Tym razem wojna handlowa wróciła na tapety światowych mediów po tym, jak na początku września USA i Chiny zaczęły się wzajemnie obarczać kolejnymi cłami. Tym samym rozpoczęła się kolejna eskalacja konfliktu, który trwa już od ponad roku. Czy wojna handlowa kiedyś się zakończy?
Jakie cła wygenerowała wojna handlowa?
Spójrzmy najpierw w jakich dziedzinach handel pomiędzy Amerykanami i Chińczykami ucierpi. Jeżeli chodzi o towary rodem z Państwa Środka, to amerykańska administracja będzie pobierała aż 15-procentowe karne podatki. Wśród kolejnych grup towarów są najczęściej te związane z sektorem elektronicznym. Tu wymienia się m.in. inteligentne głośniki, bezprzewodowe słuchawki i podobne. Podobne cła nałożono na wiele rodzajów obuwia. Łącznie szacuje się, że wartość tych towarów wkraczających na amerykański rynek wynosi około 125 miliardów dolarów.
Podobnie jest z kolejnymi telefonami komórkowymi, laptopami czy zabawkami chińskiego pochodzenia. Te zostaną oclone od 15 grudnia 2019 roku.
Oczywiście Chiny nie pozostały dłużne. Nałożyły cło na ponad 1700 produktów ze Stanów Zjednoczonych. Władze w Pekinie zaskoczyły, bo jest wśród nich ropa, która została oclona pierwszy raz od momentu jak rozpoczęła się wojna handlowa. Łączna wartość produktów oclonych to około 75 miliardów dolarów.
Czy to się skończy?
Na razie analitycy i eksperci nie są dobrej myśli. Donald Trump zareagował na odwetowe cła zapowiedzeniem kolejnych podatków i obłożenia następnej grupy towarów. Okazuje się, że amerykanie chcą np. podnieść stawkę cła z 25 do 30 procent. Najpewniej Chiny odpowiedzą tym samym.

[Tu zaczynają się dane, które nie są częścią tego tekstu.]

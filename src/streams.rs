//! Registration of the webhook with the streams provider.
//!
//! At startup the service makes sure a stream exists for its webhook URL and
//! that both tracked contracts are attached to it. Registration failures are
//! reported to the caller; the server keeps running without them.

use reqwest::Client;
use serde::Deserialize;
use serde_json::json;

pub const DEFAULT_STREAMS_API_URL: &str = "https://api.moralis-streams.com";

/// Transfers are delivered as `nftTransfers`/`erc20Transfers` only when the
/// stream also listens for the standard transfer topic
const TRANSFER_SIGNATURE: &str = "Transfer(address,address,uint256)";

const STREAM_TAG: &str = "ticket-indexer";

#[derive(Debug, thiserror::Error)]
pub enum StreamError {
    #[error("streams API request failed: {0}")]
    Http(#[from] reqwest::Error),
    #[error("streams API returned {status}: {body}")]
    Status { status: u16, body: String },
}

/// Stream registration settings
#[derive(Debug, Clone)]
pub struct StreamConfig {
    pub api_url: String,
    pub api_key: String,
    pub webhook_url: String,
    /// Hex chain id, e.g. `0x1`
    pub chain_id: String,
    pub contracts: Vec<String>,
}

#[derive(Debug, Deserialize)]
#[serde(rename_all = "camelCase")]
struct StreamSummary {
    id: String,
    #[serde(default)]
    webhook_url: Option<String>,
}

#[derive(Debug, Deserialize)]
struct StreamList {
    #[serde(default)]
    result: Vec<StreamSummary>,
}

#[derive(Debug, Clone)]
pub struct StreamRegistrar {
    config: StreamConfig,
    http_client: Client,
}

impl StreamRegistrar {
    pub fn new(config: StreamConfig) -> Self {
        Self {
            config,
            http_client: Client::new(),
        }
    }

    fn url(&self, path: &str) -> String {
        format!("{}{}", self.config.api_url.trim_end_matches('/'), path)
    }

    async fn check(response: reqwest::Response) -> Result<reqwest::Response, StreamError> {
        let status = response.status();
        if status.is_success() {
            return Ok(response);
        }
        let body = response.text().await.unwrap_or_default();
        Err(StreamError::Status {
            status: status.as_u16(),
            body,
        })
    }

    /// Find the stream already pointing at our webhook URL
    async fn find_existing(&self) -> Result<Option<String>, StreamError> {
        let response = self
            .http_client
            .get(self.url("/streams/evm"))
            .query(&[("limit", "100")])
            .header("X-API-Key", &self.config.api_key)
            .send()
            .await?;
        let list: StreamList = Self::check(response).await?.json().await?;

        Ok(list
            .result
            .into_iter()
            .find(|s| s.webhook_url.as_deref() == Some(self.config.webhook_url.as_str()))
            .map(|s| s.id))
    }

    async fn create(&self) -> Result<String, StreamError> {
        let mut topic0: Vec<&str> = ticket_lifecycle::catalog_signatures();
        topic0.push(TRANSFER_SIGNATURE);

        let body = json!({
            "webhookUrl": self.config.webhook_url,
            "description": "Ticket ownership and lifecycle events",
            "tag": STREAM_TAG,
            "chainIds": [self.config.chain_id],
            "includeContractLogs": true,
            "includeNativeTxs": false,
            "allAddresses": false,
            "abi": ticket_lifecycle::catalog_abi(),
            "topic0": topic0,
        });

        let response = self
            .http_client
            .put(self.url("/streams/evm"))
            .header("X-API-Key", &self.config.api_key)
            .json(&body)
            .send()
            .await?;
        let created: StreamSummary = Self::check(response).await?.json().await?;
        Ok(created.id)
    }

    async fn attach_contracts(&self, stream_id: &str) -> Result<(), StreamError> {
        if self.config.contracts.is_empty() {
            return Ok(());
        }

        let response = self
            .http_client
            .post(self.url(&format!("/streams/evm/{stream_id}/address")))
            .header("X-API-Key", &self.config.api_key)
            .json(&json!({ "address": self.config.contracts }))
            .send()
            .await?;
        Self::check(response).await?;
        Ok(())
    }

    /// Ensure a stream exists for the webhook URL and watches our contracts.
    /// Returns the stream id.
    pub async fn ensure_stream(&self) -> Result<String, StreamError> {
        let stream_id = if let Some(id) = self.find_existing().await? {
            tracing::info!(target: "ticket_indexer::streams", stream_id = %id, "Reusing existing stream");
            id
        } else {
            let id = self.create().await?;
            tracing::info!(target: "ticket_indexer::streams", stream_id = %id, "Created stream");
            id
        };

        self.attach_contracts(&stream_id).await?;
        tracing::info!(
            target: "ticket_indexer::streams",
            stream_id = %stream_id,
            contracts = self.config.contracts.len(),
            "Contracts attached to stream"
        );

        Ok(stream_id)
    }
}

Jest jednak szansa na to, że wojna handlowa się zakończy. Wielu upatruje ją w negocjacjach zaplanowanych na wrzesień. Choć rozmowy z lipca skończyły się fiaskiem, to jednak dały początek rozmowom dwóch wielkich gospodarczych mocarstw. Wcześniejsze spotkanie miało miejsce w Chinach, tym razem odbędzie się w Stanach Zjednoczonych.
Obydwa kraje zarzucają sobie wzajemnie nieuczciwe zagrywki, wchodzenie w rolę dyktatu cenowego i narzucanie swojego punktu widzenia w światowym handlu. Pomimo bardzo rozwiniętych wzajemnie kar nadal jednak widzą światełko w porozumieniu.
Jaki jest wpływ na światowy handel?
Na razie cła nie miały większego wpływu na światową gospodarkę. Ceny paliw na rynkach nie zachwiały się bardzo, a w Polsce możemy zauważyć nawet tendencję spadkową. Wszystko zależne jest od tego jak dalej będą wyglądały chińsko-amerykańskie „uprzejmości”.
Problemem dla Polaków może być też dostęp do chińskich towarów. Już teraz politycy mówią, że najpewniej pójdą linią USA i zablokują możliwość rozwoju Huawei w Polsce. Jak będzie to wyglądać dalej? Tego jeszcze nie wiadomo.